In the Supreme Court's 2008 ruling on whether Guantanamo detainees could be barred from U.S. courts, Justice Anthony Kennedy cited the U.S. Constitution, of course. But he also linked the decision to the Magna Carta. Why would a twenty-first century judge, even under the extraordinary circumstances of the "war on terror," invoke a document signed by an English king in the thirteenth century? To address this question, as Robert Pallitto does in this clarifying book, is to probe the history of modern civil liberties, and to explore the process by which judges decide individual rights cases. Pallitto's work, with its insight into competing ideas about interpreting the Constitution--"originalism" versus "constitutional common law"--is of critical importance to our understanding of the nation's founding document. Of far more than symbolic significance, the Magna Carta exerts immediate practical influence on legal outcomes, as Justice Kennedy's opinion demonstrates.

To explain this, Pallitto first goes into the Charter's origins, history, and nature, especially its explicit use of "the law of the land" to protect subjects' rights and liberty.
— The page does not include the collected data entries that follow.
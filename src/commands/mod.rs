//! Command implementations
//!
//! Thin CLI wrappers that resolve config/ledger and delegate to the domain
//! modules.

pub mod completions;
pub mod dev;
pub mod gains;
pub mod helpers;
pub mod import;
pub mod lots;
pub mod version;
//! Booking: applying transactions to portfolio positions
//!
//! [`Portfolio::book`] dispatches on transaction kind to a handler that
//! updates the affected position(s) and returns the [`Gain`]s realized by
//! the transaction.  Handlers never mutate a lot in place; changed lots are
//! rebuilt and the old ones dropped from the position.

use rust_decimal::Decimal;
use std::collections::BTreeMap;
use std::sync::Arc;

use crate::error::{
    Result,
    inventory::{booking_invalid, inconsistent},
};

use super::functions::{part_basis, part_units};
use super::predicates::{closable_by, long_as_of, open_as_of};
use super::sortkeys::LotSort;
use super::types::{Exercise, Gain, Lot, ReturnOfCapital, Spinoff, Split, Trade, Transaction, Transfer};

/// Significance threshold for the difference between predicted and reported
/// units.
///
/// For transactions that scale units by a ratio (split, spinoff) and for
/// transfers/exercises that drain a source position, if the predicted unit
/// change differs from the reported units by more than this, booking raises
/// an inconsistency error instead of silently absorbing the difference.
pub const UNITS_RESOLUTION: Decimal = Decimal::from_parts(1, 0, 0, false, 3);

/// An (FI account, security) pair locating a position
pub type Pocket = (i64, i64);

/// Mapping container for securities positions (i.e. lists of [`Lot`]s),
/// keyed by pocket
#[derive(Clone, Debug, Default)]
pub struct Portfolio {
    positions: BTreeMap<Pocket, Vec<Lot>>,
}

impl Portfolio {
    pub fn new() -> Self {
        Self::default()
    }

    /// Lots currently held in a pocket
    pub fn position(&self, fiaccount: i64, security: i64) -> &[Lot] {
        self.positions
            .get(&(fiaccount, security))
            .map_or(&[], Vec::as_slice)
    }

    /// Seed a pocket with a lot (e.g. a baseline position loaded from CSV)
    pub fn push_lot(&mut self, fiaccount: i64, security: i64, lot: Lot) {
        self.positions
            .entry((fiaccount, security))
            .or_default()
            .push(lot);
    }

    /// Iterate (pocket, position) pairs in pocket order
    pub fn positions(&self) -> impl Iterator<Item = (&Pocket, &Vec<Lot>)> {
        self.positions.iter()
    }

    /// Apply a transaction to the appropriate position(s).
    ///
    /// `sort` chooses the lot selection order for gain recognition; handlers
    /// that don't recognize gains ignore it.  Defaults to FIFO.
    ///
    /// Returns the gains realized by the transaction, i.e. one [`Gain`] per
    /// closed lot.
    pub fn book(&mut self, transaction: &Arc<Transaction>, sort: Option<LotSort>) -> Result<Vec<Gain>> {
        match transaction.as_ref() {
            Transaction::Trade(t) => {
                book_trade(self, transaction, t.clone(), sort, None, None)
            }
            Transaction::ReturnOfCapital(t) => book_returnofcapital(self, transaction, t),
            Transaction::Split(t) => book_split(self, t),
            Transaction::Transfer(t) => book_transfer(self, transaction, t, sort),
            Transaction::Spinoff(t) => book_spinoff(self, transaction, t, sort),
            Transaction::Exercise(t) => book_exercise(self, transaction, t, sort),
            Transaction::Opening(t) => Err(booking_invalid(
                &t.uniqueid,
                "opening placeholders cannot be booked",
            )),
        }
    }

    // Handlers work on a copy and assign back only on success, so a failed
    // booking leaves the portfolio untouched
    fn get_position(&self, pocket: Pocket) -> Vec<Lot> {
        self.positions.get(&pocket).cloned().unwrap_or_default()
    }

    fn set_position(&mut self, pocket: Pocket, position: Vec<Lot>) {
        self.positions.insert(pocket, position);
    }
}

fn units_of(lots: &[Lot]) -> Decimal {
    lots.iter().map(|lot| lot.units).sum()
}

/// Apply a trade: close opposite-signed lots up to the trade's units, then
/// open a new lot with any residue.
///
/// `opentransaction`/`createtransaction` overrides are hooks for
/// [`transfer_basis`] (to preserve holding periods and record the booking
/// transaction) and should not normally be used.
fn book_trade(
    portfolio: &mut Portfolio,
    transaction: &Arc<Transaction>,
    trade: Trade,
    sort: Option<LotSort>,
    opentransaction: Option<Arc<Transaction>>,
    createtransaction: Option<Arc<Transaction>>,
) -> Result<Vec<Gain>> {
    if trade.units == Decimal::ZERO {
        return Err(booking_invalid(&trade.uniqueid, "units can't be zero"));
    }

    let pocket = (trade.fiaccount, trade.security);
    let mut position = portfolio.get_position(pocket);
    sort.unwrap_or(LotSort::Fifo).sort(&mut position);

    // Remove closed lots from the position
    let (lots_closed, mut position) = part_units(
        position,
        closable_by(trade.units, trade.datetime),
        Some(-trade.units),
    );

    let units = trade.units + units_of(&lots_closed);
    let price = (trade.cash / trade.units).abs();
    if units != Decimal::ZERO {
        position.push(Lot {
            opentransaction: opentransaction.unwrap_or_else(|| Arc::clone(transaction)),
            createtransaction: createtransaction
                .clone()
                .unwrap_or_else(|| Arc::clone(transaction)),
            units,
            price,
            currency: trade.currency,
        });
    }

    portfolio.set_position(pocket, position);

    let realizing = createtransaction.unwrap_or_else(|| Arc::clone(transaction));
    Ok(lots_closed
        .into_iter()
        .map(|lot| Gain {
            lot,
            transaction: Arc::clone(&realizing),
            price,
        })
        .collect())
}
The Magna Carta's legacy in the United States reaches back to the nation's founding, with even the colonial charters reflecting its influence. But it is in the Supreme Court's reference to the Charter, spanning the institution's full two-hundred years, that Pallitto finds the greatest impact--most frequently in the principles of due process (in criminal proceedings) and habeas corpus, but in many other provisions as well. And the weight of this impact registers most deeply and clearly in the development of the constitutional common law--the theory that courts should and do interpret and expand on constitutional texts by reference to tradition and precedent rather than to the drafter's original intent. Charting the Magna Carta's influence on the contemporary jurisprudence of individual rights--from the legal thought of the American colonies through exemplary cases over the history of the Supreme Court--this book offers resounding evidence of the evolution and value of abiding principles through which American liberty endures.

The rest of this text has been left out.